● **Task instructions**: Tally the lines below that contain the word "impl", then give the tally and nothing more.

[[ Data extract, beginning ]]

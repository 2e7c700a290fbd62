use std::collections::{BTreeMap, HashMap};

use serde::{Deserialize, Serialize};

use crate::{
    motion::{Axis, CursorGuard, FrameRange, MotionSource, TrackedPoint, Vec3},
    Result,
};

/// Which threshold transitions count as a crossing.
#[derive(Debug, Clone, Copy, PartialEq, Eq, Default, Serialize, Deserialize)]
#[serde(rename_all = "lowercase")]
pub enum Direction {
    /// Rising through the threshold.
    Up,
    /// Falling through the threshold.
    Down,
    #[default]
    Both,
}

impl Direction {
    /// Tests the transition `prev -> current` against `threshold`.
    pub fn crosses(self, prev: f64, current: f64, threshold: f64) -> bool {
        let up = prev < threshold && current >= threshold;
        let down = prev > threshold && current <= threshold;
        match self {
            Direction::Up => up,
            Direction::Down => down,
            Direction::Both => up || down,
        }
    }
}

/// The fastest threshold crossing recorded for one frame.
#[derive(Debug, Clone, PartialEq, Serialize, Deserialize)]
pub struct CrossingEvent {
    pub frame: i64,
    pub source_id: String,
    pub speed: f64,
    /// World position of the source at `frame`.
    pub position: Vec3,
}

/// Crossing detection settings for one run.
#[derive(Debug, Clone, Copy, PartialEq, Serialize, Deserialize)]
#[serde(default)]
pub struct CrossingDetector {
    pub direction: Direction,
    pub threshold: f64,
    pub axis: Axis,
}

impl Default for CrossingDetector {
    fn default() -> Self {
        Self {
            direction: Direction::Both,
            threshold: 0.0,
            axis: Axis::Z,
        }
    }
}

impl CrossingDetector {
    pub fn new(direction: Direction, threshold: f64) -> Self {
        Self {
            direction,
            threshold,
            ..Default::default()
        }
    }

    pub fn with_axis(mut self, axis: Axis) -> Self {
        self.axis = axis;
        self
    }

    /// Scans `range` frame by frame and keeps, for every frame, the crossing
    /// with the highest speed. Every point is sampled exactly once per frame
    /// and the host cursor is restored afterwards, also when sampling fails.
    pub fn detect<S: MotionSource>(
        &self,
        source: S,
        range: FrameRange,
        points: &[TrackedPoint],
    ) -> Result<BTreeMap<i64, CrossingEvent>> {
        let mut events = BTreeMap::new();

        if range.is_empty() {
            tracing::warn!(
                start = range.start,
                end = range.end,
                "frame range is empty, no crossings detected"
            );
            return Ok(events);
        }
        if points.is_empty() {
            tracing::debug!("no tracked points, skipping crossing scan");
            return Ok(events);
        }

        let mut source = CursorGuard::new(source);
        let mut previous: HashMap<&str, f64> = HashMap::with_capacity(points.len());

        for frame in range.frames() {
            source.set_current_frame(frame);

            for point in points {
                let position = source.position_at(&point.id, frame)?;
                let current = position.component(self.axis);

                if let Some(&prev) = previous.get(point.id.as_str()) {
                    if self.direction.crosses(prev, current, self.threshold) {
                        let speed = (current - prev).abs();
                        record_fastest(&mut events, frame, &point.id, speed, position);
                    }
                }

                previous.insert(point.id.as_str(), current);
            }
        }

        tracing::debug!(
            frames = range.len(),
            points = points.len(),
            events = events.len(),
            "crossing scan finished"
        );
        Ok(events)
    }
}

fn record_fastest(
    events: &mut BTreeMap<i64, CrossingEvent>,
    frame: i64,
    source_id: &str,
    speed: f64,
    position: Vec3,
) {
    let replace = events
        .get(&frame)
        .map(|existing| speed > existing.speed)
        .unwrap_or(true);

    if replace {
        events.insert(
            frame,
            CrossingEvent {
                frame,
                source_id: source_id.to_string(),
                speed,
                position,
            },
        );
    }
}

/// Free-function form of [`CrossingDetector::detect`] on the Z axis.
pub fn detect_crossings<S: MotionSource>(
    source: S,
    range: FrameRange,
    points: &[TrackedPoint],
    direction: Direction,
    threshold: f64,
) -> Result<BTreeMap<i64, CrossingEvent>> {
    CrossingDetector::new(direction, threshold).detect(source, range, points)
}

#[cfg(test)]
mod tests {
    use super::*;
    use crate::EventSoundError;
    use proptest::prelude::*;

    /// Motion table indexed by `frame - first_frame`, counting every sample.
    struct Table {
        first_frame: i64,
        points: Vec<(String, Vec<f64>)>,
        cursor: i64,
        samples: usize,
    }

    impl Table {
        fn new(first_frame: i64, points: &[(&str, &[f64])]) -> Self {
            Self {
                first_frame,
                points: points
                    .iter()
                    .map(|(id, zs)| (id.to_string(), zs.to_vec()))
                    .collect(),
                cursor: -100,
                samples: 0,
            }
        }

        fn tracked(&self) -> Vec<TrackedPoint> {
            self.points
                .iter()
                .map(|(id, _)| TrackedPoint::new(id.clone()))
                .collect()
        }
    }

    impl MotionSource for Table {
        fn position_at(&mut self, point_id: &str, frame: i64) -> Result<Vec3> {
            assert_eq!(self.cursor, frame, "cursor must follow the scan");
            self.samples += 1;
            let (_, zs) = self
                .points
                .iter()
                .find(|(id, _)| id == point_id)
                .ok_or_else(|| EventSoundError::msg("unknown point"))?;
            let z = zs
                .get((frame - self.first_frame) as usize)
                .copied()
                .ok_or_else(|| EventSoundError::msg("frame out of table"))?;
            Ok(Vec3::new(0.0, 0.0, z))
        }

        fn set_current_frame(&mut self, frame: i64) {
            self.cursor = frame;
        }

        fn current_frame(&self) -> i64 {
            self.cursor
        }
    }

    #[test]
    fn detects_both_directions() {
        let mut table = Table::new(0, &[("P", &[-1.0, -0.5, 0.5, 1.0, -1.0, -0.5])]);
        let points = table.tracked();
        let events =
            detect_crossings(&mut table, FrameRange::new(0, 5), &points, Direction::Both, 0.0)
                .unwrap();

        assert_eq!(events.keys().copied().collect::<Vec<_>>(), vec![2, 4]);
        assert!((events[&2].speed - 1.0).abs() < 1e-12);
        assert!((events[&4].speed - 2.0).abs() < 1e-12);
        assert_eq!(events[&2].source_id, "P");
        assert_eq!(table.cursor, -100);
        assert_eq!(table.samples, 6);
    }

    #[test]
    fn filters_by_direction() {
        let zs: &[f64] = &[-1.0, -0.5, 0.5, 1.0, -1.0, -0.5];
        let mut table = Table::new(0, &[("P", zs)]);
        let points = table.tracked();

        let up = detect_crossings(&mut table, FrameRange::new(0, 5), &points, Direction::Up, 0.0)
            .unwrap();
        assert_eq!(up.keys().copied().collect::<Vec<_>>(), vec![2]);

        let down =
            detect_crossings(&mut table, FrameRange::new(0, 5), &points, Direction::Down, 0.0)
                .unwrap();
        assert_eq!(down.keys().copied().collect::<Vec<_>>(), vec![4]);
    }

    #[test]
    fn landing_exactly_on_threshold_counts() {
        let mut table = Table::new(0, &[("P", &[1.0, 0.0, 0.0, -1.0])]);
        let points = table.tracked();
        let events =
            detect_crossings(&mut table, FrameRange::new(0, 3), &points, Direction::Both, 0.0)
                .unwrap();
        // 0.0 -> -1.0 starts at the threshold, so it is not a crossing.
        assert_eq!(events.keys().copied().collect::<Vec<_>>(), vec![1]);
    }

    #[test]
    fn keeps_fastest_point_per_frame() {
        let mut table = Table::new(
            10,
            &[
                ("slow", &[-0.1, 0.1]),
                ("fast", &[-2.0, 3.0]),
                ("tie", &[-4.0, 1.0]),
            ],
        );
        let points = table.tracked();
        let events =
            detect_crossings(&mut table, FrameRange::new(10, 11), &points, Direction::Up, 0.0)
                .unwrap();

        assert_eq!(events.len(), 1);
        // `fast` and `tie` both move 5.0; the first one seen stays.
        assert_eq!(events[&11].source_id, "fast");
        assert!((events[&11].speed - 5.0).abs() < 1e-12);
    }

    #[test]
    fn empty_inputs_yield_empty_results() {
        let mut table = Table::new(0, &[("P", &[-1.0, 1.0])]);
        let points = table.tracked();

        let reversed =
            detect_crossings(&mut table, FrameRange::new(5, 0), &points, Direction::Both, 0.0)
                .unwrap();
        assert!(reversed.is_empty());

        let none =
            detect_crossings(&mut table, FrameRange::new(0, 1), &[], Direction::Both, 0.0).unwrap();
        assert!(none.is_empty());
        assert_eq!(table.samples, 0);
    }

    #[test]
    fn single_frame_never_crosses() {
        let mut table = Table::new(3, &[("P", &[5.0])]);
        let points = table.tracked();
        let events =
            detect_crossings(&mut table, FrameRange::new(3, 3), &points, Direction::Both, 0.0)
                .unwrap();
        assert!(events.is_empty());
    }

    #[test]
    fn restores_cursor_when_sampling_fails() {
        let mut table = Table::new(0, &[("P", &[-1.0, 1.0])]);
        let points = table.tracked();
        let result =
            detect_crossings(&mut table, FrameRange::new(0, 4), &points, Direction::Both, 0.0);

        assert!(result.is_err());
        assert_eq!(table.cursor, -100);
    }

    #[test]
    fn honours_configured_axis() {
        struct Sideways(i64);
        impl MotionSource for Sideways {
            fn position_at(&mut self, _point_id: &str, frame: i64) -> Result<Vec3> {
                Ok(Vec3::new(frame as f64 - 1.5, 0.0, 0.0))
            }
            fn set_current_frame(&mut self, frame: i64) {
                self.0 = frame;
            }
            fn current_frame(&self) -> i64 {
                self.0
            }
        }

        let points = vec![TrackedPoint::new("bone")];
        let detector = CrossingDetector::new(Direction::Up, 0.0);
        let on_z = detector
            .detect(Sideways(0), FrameRange::new(0, 3), &points)
            .unwrap();
        assert!(on_z.is_empty());

        let on_x = detector
            .with_axis(Axis::X)
            .detect(Sideways(0), FrameRange::new(0, 3), &points)
            .unwrap();
        assert_eq!(on_x.keys().copied().collect::<Vec<_>>(), vec![2]);
    }

    proptest! {
        #[test]
        fn first_sampled_frame_never_emits(
            start in -50i64..50,
            zs in proptest::collection::vec(-3.0f64..3.0, 1..40),
            threshold in -1.0f64..1.0,
        ) {
            let mut table = Table::new(start, &[("P", zs.as_slice())]);
            let points = table.tracked();
            let end = start + zs.len() as i64 - 1;
            let events = detect_crossings(
                &mut table,
                FrameRange::new(start, end),
                &points,
                Direction::Both,
                threshold,
            )
            .unwrap();

            prop_assert!(!events.contains_key(&start));
            for (frame, event) in &events {
                prop_assert_eq!(*frame, event.frame);
                prop_assert!(event.speed >= 0.0);
            }
        }
    }
}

[[ Data extract, end ]]

● **Answer section**: 6